LA CORTE SUPREMA DI CASSAZIONE

SEZIONE SECONDA CIVILE

Composta dagli Ill.mi Sigg.ri Magistrati:

Dott. MAZZACANE Vincenzo – Presidente –

Dott. D’ASCOLA Pasquale – Consigliere –

Dott. ORICCHIO Antonio – Consigliere –

Dott. GIUSTI Alberto – Consigliere –

Dott. ABETE Luigi – rel. Consigliere –

ha pronunciato la seguente:

ORDINANZA

sul ricorso 17465 – 2014 R.G. proposto da:

B.V., – c.f. (OMISSIS) – rappresentato e difeso in virtù

di procura speciale a margine del ricorso dall’avvocato Vincenzo

Montagna ed elettivamente domiciliato in Roma, alla via Pompeo

Trogo, n. 21, presso lo studio dell’avvocato Vincenzo Mallamaci;

– ricorrente –

contro

D.V.R., – c.f. (OMISSIS) – rappresentata e difesa in

virtù di procura speciale a margine del controricorso dall’avvocato

Ferdinando Izzo ed elettivamente domiciliata in Roma, alla via Ciro

Menotti, n. 4, presso lo studio dell’avvocato professor Ferdinando

Albisinni;

– controricorrente –

e

L.G., – c.f. (OMISSIS) – rappresentato e difeso in

virtù di procura speciale a margine del controricorso dall’avvocato

Nicola Gulfo ed elettivamente domiciliato in Roma, alla via A.
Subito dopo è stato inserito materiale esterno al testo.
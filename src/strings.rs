//! StringList: a plain ordered list of strings (duplicates allowed).

use crate::collection::Collection;
use crate::text::Text;

#[derive(Debug, Clone, Default, PartialEq, Eq)]
pub struct StringList {
    items: Vec<String>,
}

impl StringList {
    pub fn new<I>(items: I) -> Self
    where
        I: IntoIterator,
        I::Item: Into<String>,
    {
        items.into_iter().collect()
    }

    pub fn add(&mut self, item: impl Into<String>) {
        self.items.push(item.into());
    }

    pub fn join(&self, sep: &str) -> Text {
        Text::new(self.items.join(sep))
    }

    pub fn contains(&self, item: &str) -> bool {
        self.items.iter().any(|s| s == item)
    }

    pub fn len(&self) -> usize {
        self.items.len()
    }

    pub fn is_empty(&self) -> bool {
        self.items.is_empty()
    }

    pub fn is_not_empty(&self) -> bool {
        !self.items.is_empty()
    }

    /// First item, or `""` when the list is empty.
    pub fn first_or_empty(&self) -> &str {
        self.items.first().map(String::as_str).unwrap_or_default()
    }

    pub fn list(&self) -> &[String] {
        &self.items
    }

    /// Returns a new list with every item surrounded by `wrapper`.
    pub fn wrap(&self, wrapper: &str) -> StringList {
        self.items
            .iter()
            .map(|s| format!("{wrapper}{s}{wrapper}"))
            .collect()
    }
}

impl<T: Into<String>> FromIterator<T> for StringList {
    fn from_iter<I: IntoIterator<Item = T>>(iter: I) -> Self {
        Self {
            items: iter.into_iter().map(Into::into).collect(),
        }
    }
}

impl Collection for StringList {
    type Item = String;

    fn len(&self) -> usize {
        self.items.len()
    }

    fn list(&self) -> &[String] {
        &self.items
    }
}

#[cfg(test)]
mod tests {
    use super::*;

    #[test]
    fn wrap_quotes_each_item() {
        let strs = StringList::new(["a", "b", "c"]);
        assert_eq!(strs.wrap("'").list(), &["'a'", "'b'", "'c'"]);
    }

    #[test]
    fn first_and_join() {
        let mut strs = StringList::default();
        assert_eq!(strs.first_or_empty(), "");
        assert_eq!(Collection::first(&strs), None);
        strs.add("id");
        strs.add("name");
        assert_eq!(strs.first_or_empty(), "id");
        assert_eq!(strs.join(", ").as_str(), "id, name");
        assert!(strs.contains("name"));
        assert!(!strs.contains("nam"));
    }
}
//! Single-pass compaction of dense, parallel backing storage.
//!
//! Removal positions are collected up front, sorted, and then skipped during
//! one linear scan that slides every survivor down into the first free slot.
//! The caller owns the storage; `compact` only drives the moves so that a
//! position index can be rewritten in the same pass.

/// Sorts and deduplicates resolved removal positions in place.
pub(crate) fn normalize(positions: &mut Vec<usize>) {
    positions.sort_unstable();
    positions.dedup();
}

/// Compacts `len` dense slots, skipping the ones listed in `removed`.
///
/// `removed` must be strictly ascending and every entry must be `< len`.
/// For each survivor after the first removed slot, `relocate(from, to)` is
/// called exactly once with `to < from`, in ascending order of `from`. The
/// callback is expected to swap slot `from` into slot `to`; after the pass the
/// removed entries occupy `new_len..len` and can be truncated away.
///
/// Returns the number of surviving slots.
pub(crate) fn compact<F>(len: usize, removed: &[usize], mut relocate: F) -> usize
where
    F: FnMut(usize, usize),
{
    let Some(&first) = removed.first() else {
        return len;
    };
    debug_assert!(removed.windows(2).all(|w| w[0] < w[1]));
    debug_assert!(removed.last().is_some_and(|&p| p < len));

    let mut pending = removed.iter().copied().peekable();
    let mut write = first;
    for read in first..len {
        if pending.next_if_eq(&read).is_some() {
            continue;
        }
        relocate(read, write);
        write += 1;
    }
    debug_assert_eq!(write, len - removed.len());
    write
}
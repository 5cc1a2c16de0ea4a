//! Analyzers: one tokenizer followed by a chain of filters.
//!
//! ```text
//! text -> Tokenizer -> Filter 1 -> ... -> Filter N -> terms
//! ```
//!
//! Every analyzer, builtin or custom, is a [`PipelineAnalyzer`] carrying the
//! name it was resolved under.
//!
//! # Examples
//!
//! ```
//! use std::sync::Arc;
//!
//! use pike::analysis::analyzer::{Analyzer, PipelineAnalyzer, analyze_terms};
//! use pike::analysis::token_filter::lowercase::LowercaseFilter;
//! use pike::analysis::token_filter::stop::StopFilter;
//! use pike::analysis::tokenizer::regex::RegexTokenizer;
//!
//! let analyzer = PipelineAnalyzer::new("english", Arc::new(RegexTokenizer::new().unwrap()))
//!     .add_filter(Arc::new(LowercaseFilter::new()))
//!     .add_filter(Arc::new(StopFilter::new()));
//!
//! assert_eq!(analyzer.name(), "english");
//! assert_eq!(analyze_terms(&analyzer, "The Red WINE").unwrap(), vec!["red", "wine"]);
//! ```

use std::fmt;
use std::sync::Arc;

use crate::analysis::token::TokenStream;
use crate::analysis::token_filter::Filter;
use crate::analysis::tokenizer::Tokenizer;
use crate::error::Result;

pub trait Analyzer: Send + Sync + fmt::Debug {
    fn analyze(&self, text: &str) -> Result<TokenStream>;

    /// Name the analyzer was registered or defined under.
    fn name(&self) -> &str;
}

/// Analyze `text` and keep the terms of the tokens that were not stopped.
pub fn analyze_terms(analyzer: &dyn Analyzer, text: &str) -> Result<Vec<String>> {
    Ok(analyzer
        .analyze(text)?
        .filter(|token| !token.is_stopped())
        .map(|token| token.text)
        .collect())
}

#[derive(Clone)]
pub struct PipelineAnalyzer {
    name: String,
    tokenizer: Arc<dyn Tokenizer>,
    filters: Vec<Arc<dyn Filter>>,
}

impl PipelineAnalyzer {
    pub fn new<S: Into<String>>(name: S, tokenizer: Arc<dyn Tokenizer>) -> Self {
        PipelineAnalyzer {
            name: name.into(),
            tokenizer,
            filters: Vec::new(),
        }
    }

    /// Append a filter; filters run in the order they were added.
    pub fn add_filter(mut self, filter: Arc<dyn Filter>) -> Self {
        self.filters.push(filter);
        self
    }
}

impl Analyzer for PipelineAnalyzer {
    fn analyze(&self, text: &str) -> Result<TokenStream> {
        self.filters
            .iter()
            .try_fold(self.tokenizer.tokenize(text)?, |tokens, filter| filter.filter(tokens))
    }

    fn name(&self) -> &str {
        &self.name
    }
}

impl fmt::Debug for PipelineAnalyzer {
    fn fmt(&self, f: &mut fmt::Formatter<'_>) -> fmt::Result {
        f.debug_struct("PipelineAnalyzer")
            .field("name", &self.name)
            .field("tokenizer", &self.tokenizer.name())
            .field(
                "filters",
                &self.filters.iter().map(|f| f.name()).collect::<Vec<_>>(),
            )
            .finish()
    }
}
Brofferio, n. 7, presso lo studio dell’avvocato Giulio Murano;

– controricorrente –

e

T.T. (nato il (OMISSIS), in proprio e quale erede di

D.V.M.C.) – c.f. (OMISSIS) – T.A. (quale erede di

D.V.M.C.) – c.f. (OMISSIS) – T.D. (quale

erede di D.V.M.C.) – c.f. (OMISSIS) –

T.F. (quale erede di D.V.M.C.) – c.f. (OMISSIS) –

T.T. (nato il (OMISSIS), quale erede di

D.V.M.C.) – c.f. (OMISSIS) – T.M.C. (quale erede di

D.V.M.C.) – c.f. (OMISSIS) – elettivamente domiciliati

in Roma, al viale Bruno Buozzi, n. 36, presso lo studio

dell’avvocato Carlo Martuccelli che congiuntamente e disgiuntamente

all’avvocato Vincenzo Pavese rappresenta e difende, il primo, in

virtù di procura speciale per notar G. in data (OMISSIS), il

quinto, in virtù di procura speciale per notar M. in data

(OMISSIS), gli altri, in virtù di procura speciale a margine del

controricorso;

– controricorrenti –

e

T.F. (quale erede di Ma.Lu.) – c.f. (OMISSIS) –

MA.AN. (quale erede di Ma.Lu.) – c.f. (OMISSIS) –

MA.DO. (quale erede di Ma.Lu.) – c.f. (OMISSIS) –

MA.NI. (quale erede di Ma.Lu.) – c.f. (OMISSIS) –

MA.MA. (quale erede di Ma.Lu.) – c.f. (OMISSIS) –

rappresentati e difesi in virtù di procura speciale a margine del

controricorso dall’avvocato Pasquale Favale ed elettivamente

domiciliati in Roma, presso la cancelleria della Corte di

Cassazione;

– controricorrenti –

e

T.F.M.;

– intimato –

avverso la sentenza n. 168 del 7/14.5.2013 della corte d’appello di

Potenza, udita la relazione nella camera di consiglio del 10 marzo

2017 del consigliere dott. Luigi Abete;

Fatto

MOTIVI IN FATTO ED IN DIRITTO

Con ricorso in data 1.9.1986 l’ingegner B.V. esponeva che aveva svolto su incarico e per conto di D.V.R. attività di progettazione e di direzione dei lavori per l’edificazione di un fabbricato in (OMISSIS); che il compenso dovutogli non gli era stato corrisposto.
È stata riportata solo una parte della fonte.